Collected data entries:
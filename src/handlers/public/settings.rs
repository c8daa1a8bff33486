use axum::extract::{Query, State};
use serde::Deserialize;
use std::collections::BTreeMap;

use crate::middleware::{ApiResponse, ApiResult};
use crate::settings::public_view;
use crate::state::AppState;

#[derive(Debug, Deserialize)]
pub struct SettingsQuery {
    pub category: Option<String>,
}

/// GET /api/settings[?category=] - settings safe for anyone to read.
///
/// Redaction applies to every caller on this endpoint, signed-in admins
/// included; they use /api/admin/settings for the full view.
pub async fn settings_get(
    State(state): State<AppState>,
    Query(query): Query<SettingsQuery>,
) -> ApiResult<BTreeMap<String, String>> {
    let settings = state.settings.resolve().await?;
    let category = query.category.as_deref().filter(|c| !c.is_empty());

    Ok(ApiResponse::success(public_view(&settings, category)))
}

**Activity**
Show every line above in which the word "Deserialize" appears.

**Answer space**
use serde::Deserialize;
#[derive(Debug, Deserialize)]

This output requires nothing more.